Le rapport 2026 sur les statistiques sanitaires mondiales de l’Organisation mondiale de la santé (OMS) lance un avertissement sévère : les progrès mondiaux vers les objectifs de santé des Nations Unies pour 2030 sont non seulement au point mort, mais s’inversent dans des domaines critiques. Même si certains indicateurs montrent une amélioration, la trajectoire globale suggère que des décennies de progrès durement gagnés risquent d’être annulées par un sous-financement systémique et des données fragmentées.

Le coût de la pandémie et au-delà

La conclusion la plus inquiétante du rapport est l’ampleur du nombre de vies perdues au cours de la récente période de pandémie. Entre 2020 et 2023, l’OMS estime à environ 22 millions de décès excédentaires le monde, un chiffre bien supérieur au nombre officiel de décès initialement suggéré. Cette hausse de la mortalité a effectivement effacé près d’une décennie de progrès en matière d’espérance de vie et d’espérance de vie en bonne santé réalisés entre 2019 et 2021. Bien que ces mesures aient connu un léger rebond, la reprise a été inégale, laissant de nombreuses populations vulnérables.

Au-delà de l’impact immédiat de la pandémie, les tendances à long terme des maladies infectieuses s’aggravent :
* L’incidence du paludisme a augmenté, inversant les baisses précédentes.
* La couverture vaccinale contre la rougeole reste inférieure au seuil requis pour prévenir les épidémies.
* Les taux de mortalité maternelle et infantile, bien que toujours en baisse, le font à un rythme plus lent.

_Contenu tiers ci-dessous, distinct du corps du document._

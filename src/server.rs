use crate::config::ProxyConfig;
use crate::logging::SharedJournal;
use crate::proxy::{self, ProxyResult};
use crate::translate::anthropic_types::MessagesRequest;
use crate::translate::errors::GatewayFailure;

use axum::extract::State;
use axum::http::{StatusCode, Uri};
use axum::response::{IntoResponse, Response};
use axum::routing::{get, post};
use axum::{Json, Router};
use bytes::Bytes;
use std::sync::Arc;
use tower_http::cors::{Any, CorsLayer};
use tower_http::trace::TraceLayer;

const SERVICE_NAME: &str = "anthropic-to-ollama-proxy";

/// Shared, read-only per-process state. The journal is the only part with
/// interior mutability.
#[derive(Clone)]
pub struct AppState {
    pub config: ProxyConfig,
    pub client: reqwest::Client,
    pub journal: SharedJournal,
}

pub fn build_router(state: Arc<AppState>) -> Router {
    let cors = CorsLayer::new()
        .allow_origin(Any)
        .allow_methods(Any)
        .allow_headers(Any);

    Router::new()
        .route("/v1/messages", post(handle_messages))
        .route("/health", get(handle_health))
        .route("/v1/models", get(handle_models))
        .fallback(handle_not_found)
        .layer(cors)
        .layer(TraceLayer::new_for_http())
        .with_state(state)
}

async fn handle_messages(State(state): State<Arc<AppState>>, body: Bytes) -> Response {
    // Parsed by hand so a bad body still gets an Anthropic-shaped 400.
    let req: MessagesRequest = match serde_json::from_slice(&body) {
        Ok(r) => r,
        Err(e) => {
            tracing::warn!(error = %e, "Rejecting unparseable request body");
            state
                .journal
                .warn("server", format!("Failed to parse request: {}", e));
            return into_response(GatewayFailure::invalid_request(e).into());
        }
    };

    tracing::debug!(
        model = %req.model,
        streaming = req.stream,
        messages = req.messages.len(),
        "Request received"
    );

    into_response(proxy::proxy_messages(&req, &state.config, &state.client, &state.journal).await)
}

fn into_response(result: ProxyResult) -> Response {
    match result {
        ProxyResult::Success(resp) => Json(resp).into_response(),
        ProxyResult::Error(err, status_code) => {
            let status = StatusCode::from_u16(status_code).unwrap_or(StatusCode::BAD_GATEWAY);
            (status, Json(err)).into_response()
        }
    }
}

async fn handle_health(State(state): State<Arc<AppState>>) -> Json<serde_json::Value> {
    Json(serde_json::json!({
        "status": "ok",
        "service": SERVICE_NAME,
        "version": env!("CARGO_PKG_VERSION"),
        "backend_url": state.config.backend.base_url,
        "available_models": state.config.models.len(),
    }))
}

async fn handle_models(State(state): State<Arc<AppState>>) -> Json<serde_json::Value> {
    let models: Vec<serde_json::Value> = state
        .config
        .models
        .source_models()
        .into_iter()
        .map(|id| {
            serde_json::json!({
                "id": id,
                "object": "model",
                "created": 0,
                "owned_by": "ollama",
            })
        })
        .collect();

    Json(serde_json::json!({ "data": models, "object": "list" }))
}

async fn handle_not_found(uri: Uri) -> Response {
    (
        StatusCode::NOT_FOUND,
        Json(serde_json::json!({
            "error": format!("Endpoint {} not implemented", uri.path()),
            "hint": "Use /v1/messages",
        })),
    )
        .into_response()
}
//! Error types for the proxy.

use thiserror::Error;

#[derive(Error, Debug)]
#[non_exhaustive]
pub enum ProxyError {
    #[error("Configuration error: {message}")]
    Config { message: String },

    #[error("HTTP client error: {0}")]
    Http(#[from] reqwest::Error),

    #[error("IO error: {0}")]
    Io(#[from] std::io::Error),

    #[error("TOML parse error: {0}")]
    Toml(#[from] toml::de::Error),
}

impl ProxyError {
    pub fn config(msg: impl Into<String>) -> Self {
        Self::Config {
            message: msg.into(),
        }
    }
}

pub type Result<T> = std::result::Result<T, ProxyError>;
//! Staged unit of work shared by every store backend.
//!
//! A `Batch` reads committed rows through a `Snapshot`, stages all writes in
//! memory and hands them back as a `Changes` set. Backends commit `Changes`
//! in one step (a map swap or a RocksDB `WriteBatch`) while holding their
//! commit lock, so a failed operation leaves nothing behind.

use super::{BalanceUpdate, SettlementPlan, StakeCollection};
use crate::{
    common::types::{
        Account, BalanceTransaction, Bucket, RoundRecord, RoundStatus, TransactionType, TxContext,
        UserId,
    },
    errors::{StoreError, StoreResult},
    money::Amount,
};
use chrono::Utc;
use std::collections::{BTreeMap, BTreeSet};

/// Read access to committed rows
pub(crate) trait Snapshot {
    fn load_account(&self, user_id: &str) -> StoreResult<Option<Account>>;
    fn load_round(&self, round_id: &str) -> StoreResult<Option<RoundRecord>>;
    fn last_tx_id(&self) -> StoreResult<u64>;
}

/// Rows written by one unit of work
#[derive(Debug, Default)]
pub(crate) struct Changes {
    pub accounts: Vec<Account>,
    pub rounds: Vec<RoundRecord>,
    pub transactions: Vec<BalanceTransaction>,
}

pub(crate) struct Batch<'a, S: Snapshot> {
    base: &'a S,
    accounts: BTreeMap<UserId, Account>,
    rounds: BTreeMap<String, RoundRecord>,
    transactions: Vec<BalanceTransaction>,
    next_tx_id: Option<u64>,
}

impl<'a, S: Snapshot> Batch<'a, S> {
    pub fn new(base: &'a S) -> Self {
        Self {
            base,
            accounts: BTreeMap::new(),
            rounds: BTreeMap::new(),
            transactions: Vec::new(),
            next_tx_id: None,
        }
    }

    pub fn into_changes(self) -> Changes {
        Changes {
            accounts: self.accounts.into_values().collect(),
            rounds: self.rounds.into_values().collect(),
            transactions: self.transactions,
        }
    }

    pub fn account(&mut self, user_id: &str) -> StoreResult<Option<Account>> {
        if let Some(account) = self.accounts.get(user_id) {
            return Ok(Some(account.clone()));
        }
        self.base.load_account(user_id)
    }

    fn account_or_open(&mut self, user_id: &str) -> StoreResult<Account> {
        Ok(self
            .account(user_id)?
            .unwrap_or_else(|| Account::new(user_id)))
    }

    fn require_account(&mut self, user_id: &str) -> StoreResult<Account> {
        self.account(user_id)?
            .ok_or_else(|| StoreError::AccountNotFound(user_id.to_string()))
    }

    pub fn open_account(&mut self, user_id: &str) -> StoreResult<Account> {
        if let Some(existing) = self.account(user_id)? {
            return Ok(existing);
        }
        let account = Account::new(user_id);
        self.accounts.insert(user_id.to_string(), account.clone());
        Ok(account)
    }

    pub fn round(&mut self, round_id: &str) -> StoreResult<RoundRecord> {
        if let Some(round) = self.rounds.get(round_id) {
            return Ok(round.clone());
        }
        self.base
            .load_round(round_id)?
            .ok_or_else(|| StoreError::RoundNotFound(round_id.to_string()))
    }

    pub fn insert_round(&mut self, round: &RoundRecord) -> StoreResult<()> {
        if self.rounds.contains_key(&round.round_id) || self.base.load_round(&round.round_id)?.is_some() {
            return Err(StoreError::Backend(format!("round {} already exists", round.round_id)));
        }
        self.rounds.insert(round.round_id.clone(), round.clone());
        Ok(())
    }

    fn put_round(&mut self, round: RoundRecord) {
        self.rounds.insert(round.round_id.clone(), round);
    }

    fn allocate_tx_id(&mut self) -> StoreResult<u64> {
        let next = match self.next_tx_id {
            Some(id) => id,
            None => self.base.last_tx_id()? + 1,
        };
        self.next_tx_id = Some(next + 1);
        Ok(next)
    }

    /// Apply a signed delta to one bucket and append the matching log row.
    /// Rejects, never clamps, a negative result. The account is not staged.
    fn post(
        &mut self,
        account: &mut Account,
        bucket: Bucket,
        amount: Amount,
        tx_type: TransactionType,
        context: &TxContext,
    ) -> StoreResult<BalanceTransaction> {
        let slot = match bucket {
            Bucket::Available => &mut account.available,
            Bucket::Frozen => &mut account.frozen,
            Bucket::Earnings => &mut account.earnings,
        };
        let before = *slot;
        let after = before
            .checked_add(amount)
            .ok_or_else(|| StoreError::InvalidAmount(format!("overflow applying {}", amount)))?;
        if after.is_negative() {
            return Err(StoreError::InsufficientBalance {
                user_id: account.user_id.clone(),
                required: -amount,
                available: before,
            });
        }
        *slot = after;

        let tx = BalanceTransaction {
            id: self.allocate_tx_id()?,
            user_id: account.user_id.clone(),
            bucket,
            room_id: context.room_id.clone(),
            round_id: context.round_id.clone(),
            tx_type,
            amount,
            balance_before: before,
            balance_after: after,
            remark: context.remark.clone(),
            created_at: Utc::now(),
        };
        self.transactions.push(tx.clone());
        Ok(tx)
    }

    /// Bump the version once and stage the account row
    fn stage(&mut self, mut account: Account) -> Account {
        account.version += 1;
        account.updated_at = Utc::now();
        self.accounts.insert(account.user_id.clone(), account.clone());
        account
    }

    /// Single-row mutation: one log row, one version bump
    fn mutate(
        &mut self,
        mut account: Account,
        bucket: Bucket,
        amount: Amount,
        tx_type: TransactionType,
        context: &TxContext,
    ) -> StoreResult<(Account, BalanceTransaction)> {
        let tx = self.post(&mut account, bucket, amount, tx_type, context)?;
        Ok((self.stage(account), tx))
    }

    pub fn apply_delta(&mut self, update: &BalanceUpdate) -> StoreResult<(Account, BalanceTransaction)> {
        if update.amount == Amount::ZERO {
            return Err(StoreError::InvalidAmount("delta must be non-zero".to_string()));
        }
        let account = if update.amount.is_negative() {
            self.require_account(&update.user_id)?
        } else {
            self.account_or_open(&update.user_id)?
        };
        if let Some(expected) = update.expected_version {
            if account.version != expected {
                return Err(StoreError::VersionConflict {
                    user_id: update.user_id.clone(),
                    expected,
                    actual: account.version,
                });
            }
        }
        self.mutate(account, Bucket::Available, update.amount, update.tx_type, &update.context)
    }

    /// available -> frozen, one row per side under a single version bump
    pub fn margin_deposit(&mut self, user_id: &str, amount: Amount, context: &TxContext) -> StoreResult<Account> {
        require_positive(amount)?;
        let mut account = self.require_account(user_id)?;
        self.post(&mut account, Bucket::Available, -amount, TransactionType::MarginDeposit, context)?;
        self.post(&mut account, Bucket::Frozen, amount, TransactionType::MarginDeposit, context)?;
        Ok(self.stage(account))
    }

    /// earnings -> available, one row per side under a single version bump
    pub fn transfer_earnings(&mut self, user_id: &str, amount: Amount, context: &TxContext) -> StoreResult<Account> {
        require_positive(amount)?;
        let mut account = self.require_account(user_id)?;
        self.post(&mut account, Bucket::Earnings, -amount, TransactionType::EarningsTransfer, context)?;
        self.post(&mut account, Bucket::Available, amount, TransactionType::EarningsTransfer, context)?;
        Ok(self.stage(account))
    }

    pub fn collect_stakes(&mut self, collection: &StakeCollection) -> StoreResult<Vec<UserId>> {
        require_positive(collection.stake)?;
        let context = TxContext::round(&collection.room_id, &collection.round_id, "round stake");
        let mut seen = BTreeSet::new();
        let mut collected = Vec::new();
        for user_id in &collection.users {
            if !seen.insert(user_id.clone()) {
                continue;
            }
            let Some(account) = self.account(user_id)? else {
                continue;
            };
            if account.available < collection.stake {
                continue;
            }
            self.mutate(account, Bucket::Available, -collection.stake, TransactionType::Bet, &context)?;
            collected.push(user_id.clone());
        }
        Ok(collected)
    }

    pub fn refund_stakes(&mut self, collection: &StakeCollection, remark: &str) -> StoreResult<()> {
        require_positive(collection.stake)?;
        let context = TxContext::round(&collection.room_id, &collection.round_id, remark);
        for user_id in &collection.users {
            let account = self.account_or_open(user_id)?;
            self.mutate(account, Bucket::Available, collection.stake, TransactionType::Refund, &context)?;
        }
        Ok(())
    }

    fn advance_round(&mut self, round_id: &str, next: RoundStatus) -> StoreResult<RoundRecord> {
        let round = self.round(round_id)?;
        if !round.status.can_advance_to(next) {
            return Err(StoreError::InvalidRoundTransition {
                round_id: round_id.to_string(),
                from: round.status.to_string(),
                to: next.to_string(),
            });
        }
        Ok(round)
    }

    pub fn mark_round_playing(&mut self, round_id: &str) -> StoreResult<RoundRecord> {
        let mut round = self.advance_round(round_id, RoundStatus::Playing)?;
        round.status = RoundStatus::Playing;
        self.put_round(round.clone());
        Ok(round)
    }

    pub fn settle_round(&mut self, plan: &SettlementPlan) -> StoreResult<RoundRecord> {
        let mut round = self.advance_round(&plan.round_id, RoundStatus::Settled)?;
        if plan.winners.is_empty() {
            return Err(StoreError::InvalidAmount("settlement without winners".to_string()));
        }
        if let Some(stranger) = plan.winners.iter().find(|w| !round.participants.contains(w)) {
            return Err(StoreError::InvalidAmount(format!(
                "winner {} did not participate in round {}",
                stranger, round.round_id
            )));
        }
        let distributed = plan.prize_per_winner.times(plan.winners.len())
            + plan.operator_earning
            + plan.platform_earning
            + plan.residual;
        if distributed != round.pool {
            return Err(StoreError::InvalidAmount(format!(
                "settlement moves {} but pool is {}",
                distributed, round.pool
            )));
        }

        let context = TxContext::round(&round.room_id, &round.round_id, "round prize");
        if plan.prize_per_winner.is_positive() {
            for winner in &plan.winners {
                let account = self.account_or_open(winner)?;
                self.mutate(account, Bucket::Available, plan.prize_per_winner, TransactionType::Win, &context)?;
            }
        }

        if plan.operator_earning.is_positive() {
            let context = TxContext::round(&round.room_id, &round.round_id, "operator commission");
            let account = self.account_or_open(&plan.operator_id)?;
            self.mutate(account, Bucket::Earnings, plan.operator_earning, TransactionType::Commission, &context)?;
        }

        let platform_total = plan.platform_earning + plan.residual;
        if platform_total != Amount::ZERO {
            let remark = if plan.residual == Amount::ZERO {
                "platform commission".to_string()
            } else {
                format!("platform commission incl. residual {}", plan.residual)
            };
            let context = TxContext::round(&round.room_id, &round.round_id, remark);
            let account = self.account_or_open(&plan.platform_account)?;
            self.mutate(account, Bucket::Available, platform_total, TransactionType::PlatformShare, &context)?;
        }

        round.status = RoundStatus::Settled;
        round.winners = Some(plan.winners.clone());
        round.prize_per_winner = plan.prize_per_winner;
        round.operator_earning = plan.operator_earning;
        round.platform_earning = plan.platform_earning;
        round.residual = plan.residual;
        round.reveal_seed = Some(plan.reveal_seed.clone());
        round.settled_at = Some(Utc::now());
        self.put_round(round.clone());
        Ok(round)
    }

    pub fn fail_round(&mut self, round_id: &str, reason: &str) -> StoreResult<RoundRecord> {
        let mut round = self.advance_round(round_id, RoundStatus::Failed)?;
        let collection = StakeCollection {
            room_id: round.room_id.clone(),
            round_id: round.round_id.clone(),
            stake: round.stake,
            users: round.participants.clone(),
        };
        self.refund_stakes(&collection, &format!("round failed: {}", reason))?;

        round.status = RoundStatus::Failed;
        round.failure_reason = Some(reason.to_string());
        round.settled_at = Some(Utc::now());
        self.put_round(round.clone());
        Ok(round)
    }
}

fn require_positive(amount: Amount) -> StoreResult<()> {
    if amount.is_positive() {
        Ok(())
    } else {
        Err(StoreError::InvalidAmount(format!("{} must be positive", amount)))
    }
}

Ces revers mettent en lumière une infrastructure sanitaire mondiale fragile qui a eu du mal à maintenir les services de routine pendant la crise et qui ne s’est pas complètement rétablie depuis.

Points lumineux dans un paysage qui s’assombrit

Parmi ces tendances inquiétantes, le rapport identifie plusieurs développements positifs qui démontrent l’efficacité des efforts soutenus de santé publique. Depuis 2010, des progrès significatifs ont été réalisés dans la réduction de risques spécifiques pour la santé :
* Infections à VIH : Les nouveaux cas ont diminué de 40 pour cent.
* Maladies tropicales négligées : Les taux de maladies telles que la dengue et la lèpre ont diminué.
* Consommation de substances : La consommation d’alcool et de tabac poursuit une tendance à la baisse amorcée en 2010.

Ces succès prouvent que les interventions ciblées fonctionnent. Cependant, ils soulèvent également une question cruciale : si les ressources peuvent réduire la consommation de VIH et de tabac, pourquoi ne parviennent-elles pas à enrayer la hausse du paludisme ou à stabiliser la couverture vaccinale contre la rougeole ? Cette disparité suggère que le financement et la volonté politique sont appliqués de manière inégale aux différents défis de santé.

La crise des données et les menaces de financement

Une complication majeure dans l’évaluation de la santé mondiale est la qualité des données elles-mêmes. L’OMS souligne que les statistiques actuelles sont incomplètes. De nombreux pays ne communiquent pas de données fréquemment ou de manière exhaustive, et les systèmes de surveillance ont été perturbés par les réductions de l’aide sanitaire étrangère suite à la pandémie.

Cette lacune dans les données n’est pas seulement un inconvénient statistique ; cela obscurcit le véritable état de la santé mondiale et entrave une réponse efficace. En outre, les données du rapport ne couvrent que jusqu’en 2024. Elles ne reflètent pas encore l’impact potentiel des récentes réductions du financement américain de l’aide étrangère ou de la décision de l’administration Trump de se retirer de l’OMS. Les responsables de l’OMS préviennent que si ces tendances se poursuivent sans un regain d’investissement, les indicateurs de santé mondiaux risquent de se détériorer davantage, provoquant un renversement plus profond des acquis passés.

Un appel à un investissement renouvelé

La publication de ce rapport coïncide avec le début de l’Assemblée mondiale de la santé, la réunion annuelle au cours de laquelle les États membres définissent les priorités et les politiques de l’OMS. Le moment est délibéré et sert de rappel urgent aux dirigeants mondiaux.

« Nous avons besoin de systèmes de santé plus solides, d’investissements soutenus et de données de meilleure qualité », a déclaré Yukiko Nakatani, Sous-Directrice générale de l’OMS pour les systèmes de santé. « Le rapport est un rappel urgent aux États membres et à tous les partenaires de la santé : nous devons recentrer les efforts, préserver les acquis durement acquis et renouveler les progrès. »

Le message est clair : la fenêtre permettant d’assurer la stabilité sanitaire mondiale se rétrécit. Sans systèmes plus solides et sans financement cohérent, le monde risque de perdre du terrain face aux menaces émergentes et aux maladies établies.